→ WORK REQUIRED:
Copy out each line below that has the word "Parser" in it.

-- GIVEN RECORDS follows --

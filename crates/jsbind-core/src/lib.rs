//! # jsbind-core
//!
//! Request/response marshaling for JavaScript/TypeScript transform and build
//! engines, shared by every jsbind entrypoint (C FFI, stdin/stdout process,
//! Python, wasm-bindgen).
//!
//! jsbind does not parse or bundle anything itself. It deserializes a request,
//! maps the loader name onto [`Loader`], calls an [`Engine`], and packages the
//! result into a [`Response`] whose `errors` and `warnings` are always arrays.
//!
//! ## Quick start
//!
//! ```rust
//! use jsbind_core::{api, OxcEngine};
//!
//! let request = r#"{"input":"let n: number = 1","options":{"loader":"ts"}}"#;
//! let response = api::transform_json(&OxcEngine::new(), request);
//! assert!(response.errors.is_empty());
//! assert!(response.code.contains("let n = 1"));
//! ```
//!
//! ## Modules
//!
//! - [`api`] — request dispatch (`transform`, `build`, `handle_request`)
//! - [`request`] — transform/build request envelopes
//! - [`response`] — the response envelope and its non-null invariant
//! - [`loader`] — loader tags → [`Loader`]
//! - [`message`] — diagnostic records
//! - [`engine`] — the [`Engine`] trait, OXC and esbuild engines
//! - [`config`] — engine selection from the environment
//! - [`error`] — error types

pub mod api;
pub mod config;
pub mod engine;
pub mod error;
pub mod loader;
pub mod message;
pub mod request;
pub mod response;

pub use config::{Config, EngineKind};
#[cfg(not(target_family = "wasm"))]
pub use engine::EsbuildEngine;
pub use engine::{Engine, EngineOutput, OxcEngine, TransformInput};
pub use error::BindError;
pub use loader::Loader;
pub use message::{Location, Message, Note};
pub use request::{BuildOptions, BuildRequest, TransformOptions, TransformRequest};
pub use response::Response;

-- GIVEN RECORDS concluded --
-- GIVEN RECORDS follows --

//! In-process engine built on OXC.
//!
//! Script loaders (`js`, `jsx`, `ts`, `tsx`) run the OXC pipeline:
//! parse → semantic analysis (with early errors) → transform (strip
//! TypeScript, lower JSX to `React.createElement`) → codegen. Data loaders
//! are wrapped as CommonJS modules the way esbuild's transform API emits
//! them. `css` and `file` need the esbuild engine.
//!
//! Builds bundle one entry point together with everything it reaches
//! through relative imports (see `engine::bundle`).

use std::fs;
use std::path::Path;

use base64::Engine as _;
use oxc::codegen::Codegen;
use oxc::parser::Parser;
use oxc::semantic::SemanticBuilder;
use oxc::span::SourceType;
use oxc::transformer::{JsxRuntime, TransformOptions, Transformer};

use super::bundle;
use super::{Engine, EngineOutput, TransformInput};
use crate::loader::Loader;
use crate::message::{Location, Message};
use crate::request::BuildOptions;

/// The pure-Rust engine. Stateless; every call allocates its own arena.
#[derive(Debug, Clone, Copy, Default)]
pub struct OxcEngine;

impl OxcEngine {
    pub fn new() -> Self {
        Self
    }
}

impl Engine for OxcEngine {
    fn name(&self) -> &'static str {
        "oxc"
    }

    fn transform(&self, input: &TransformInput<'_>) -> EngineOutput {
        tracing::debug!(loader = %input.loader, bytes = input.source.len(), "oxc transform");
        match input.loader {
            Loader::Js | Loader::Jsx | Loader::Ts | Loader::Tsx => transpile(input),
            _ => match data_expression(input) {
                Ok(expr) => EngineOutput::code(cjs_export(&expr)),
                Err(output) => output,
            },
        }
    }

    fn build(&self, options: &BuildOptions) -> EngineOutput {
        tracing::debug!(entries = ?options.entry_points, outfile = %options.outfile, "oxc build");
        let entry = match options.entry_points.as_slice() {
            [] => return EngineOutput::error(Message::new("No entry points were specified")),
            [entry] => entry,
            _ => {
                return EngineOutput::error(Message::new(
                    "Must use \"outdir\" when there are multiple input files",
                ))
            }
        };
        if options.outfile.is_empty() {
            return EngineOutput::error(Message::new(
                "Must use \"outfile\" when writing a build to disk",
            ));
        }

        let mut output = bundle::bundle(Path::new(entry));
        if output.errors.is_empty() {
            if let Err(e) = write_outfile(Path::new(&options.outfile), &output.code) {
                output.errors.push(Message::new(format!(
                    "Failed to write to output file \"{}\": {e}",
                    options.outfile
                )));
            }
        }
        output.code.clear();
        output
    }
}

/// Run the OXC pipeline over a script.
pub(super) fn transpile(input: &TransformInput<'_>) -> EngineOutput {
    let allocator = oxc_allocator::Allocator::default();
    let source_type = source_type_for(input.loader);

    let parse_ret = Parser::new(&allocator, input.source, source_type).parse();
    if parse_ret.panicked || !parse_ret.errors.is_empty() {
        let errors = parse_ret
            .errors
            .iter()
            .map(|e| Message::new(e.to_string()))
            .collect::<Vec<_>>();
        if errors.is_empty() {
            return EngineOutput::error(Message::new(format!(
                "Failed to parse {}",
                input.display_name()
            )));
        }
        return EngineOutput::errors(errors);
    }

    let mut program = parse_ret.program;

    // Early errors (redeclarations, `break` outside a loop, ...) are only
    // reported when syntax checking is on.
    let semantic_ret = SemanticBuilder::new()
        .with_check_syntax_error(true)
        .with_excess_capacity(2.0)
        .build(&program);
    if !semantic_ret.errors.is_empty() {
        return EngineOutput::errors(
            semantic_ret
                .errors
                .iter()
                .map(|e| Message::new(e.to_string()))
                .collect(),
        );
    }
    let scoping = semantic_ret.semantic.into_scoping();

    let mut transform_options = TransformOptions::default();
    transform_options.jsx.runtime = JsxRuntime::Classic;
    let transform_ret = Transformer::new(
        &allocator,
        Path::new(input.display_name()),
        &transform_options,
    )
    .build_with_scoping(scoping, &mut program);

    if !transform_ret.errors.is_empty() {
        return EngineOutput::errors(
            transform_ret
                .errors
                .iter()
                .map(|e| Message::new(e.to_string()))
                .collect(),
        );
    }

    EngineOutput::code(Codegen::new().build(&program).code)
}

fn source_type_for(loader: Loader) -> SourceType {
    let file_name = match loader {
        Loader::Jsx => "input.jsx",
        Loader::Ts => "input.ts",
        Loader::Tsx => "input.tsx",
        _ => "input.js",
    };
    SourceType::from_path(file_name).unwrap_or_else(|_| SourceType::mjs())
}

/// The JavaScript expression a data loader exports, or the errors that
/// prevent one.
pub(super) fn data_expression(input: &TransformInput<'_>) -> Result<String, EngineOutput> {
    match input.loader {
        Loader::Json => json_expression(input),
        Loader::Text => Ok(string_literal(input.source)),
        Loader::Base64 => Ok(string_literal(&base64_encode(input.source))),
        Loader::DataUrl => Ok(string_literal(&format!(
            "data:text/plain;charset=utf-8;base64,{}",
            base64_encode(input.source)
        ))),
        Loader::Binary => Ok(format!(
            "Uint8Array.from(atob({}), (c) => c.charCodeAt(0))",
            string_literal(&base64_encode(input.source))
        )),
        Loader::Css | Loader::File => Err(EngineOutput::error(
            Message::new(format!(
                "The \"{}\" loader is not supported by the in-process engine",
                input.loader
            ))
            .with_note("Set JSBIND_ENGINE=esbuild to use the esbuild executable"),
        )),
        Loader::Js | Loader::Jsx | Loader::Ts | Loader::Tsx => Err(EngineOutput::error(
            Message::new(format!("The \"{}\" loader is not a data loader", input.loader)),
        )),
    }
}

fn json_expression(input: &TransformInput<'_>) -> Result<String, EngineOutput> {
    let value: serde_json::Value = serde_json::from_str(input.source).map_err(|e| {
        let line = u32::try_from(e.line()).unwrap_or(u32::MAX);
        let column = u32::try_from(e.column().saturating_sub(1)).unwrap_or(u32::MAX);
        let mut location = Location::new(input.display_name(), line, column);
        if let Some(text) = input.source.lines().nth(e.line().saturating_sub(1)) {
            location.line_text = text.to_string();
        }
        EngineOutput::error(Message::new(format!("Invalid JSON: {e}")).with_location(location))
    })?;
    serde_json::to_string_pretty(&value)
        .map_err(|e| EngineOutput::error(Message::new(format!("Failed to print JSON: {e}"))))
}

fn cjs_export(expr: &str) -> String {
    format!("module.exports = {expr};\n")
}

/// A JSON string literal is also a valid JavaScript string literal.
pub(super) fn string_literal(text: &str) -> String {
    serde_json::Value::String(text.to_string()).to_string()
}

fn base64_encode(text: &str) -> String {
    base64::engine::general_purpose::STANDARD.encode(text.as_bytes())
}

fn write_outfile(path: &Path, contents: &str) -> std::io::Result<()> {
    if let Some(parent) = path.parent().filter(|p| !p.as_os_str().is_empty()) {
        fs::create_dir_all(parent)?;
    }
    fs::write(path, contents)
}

-- GIVEN RECORDS concluded --

→ TASK SOLUTION:
use oxc::parser::Parser;
    let parse_ret = Parser::new(&allocator, input.source, source_type).parse();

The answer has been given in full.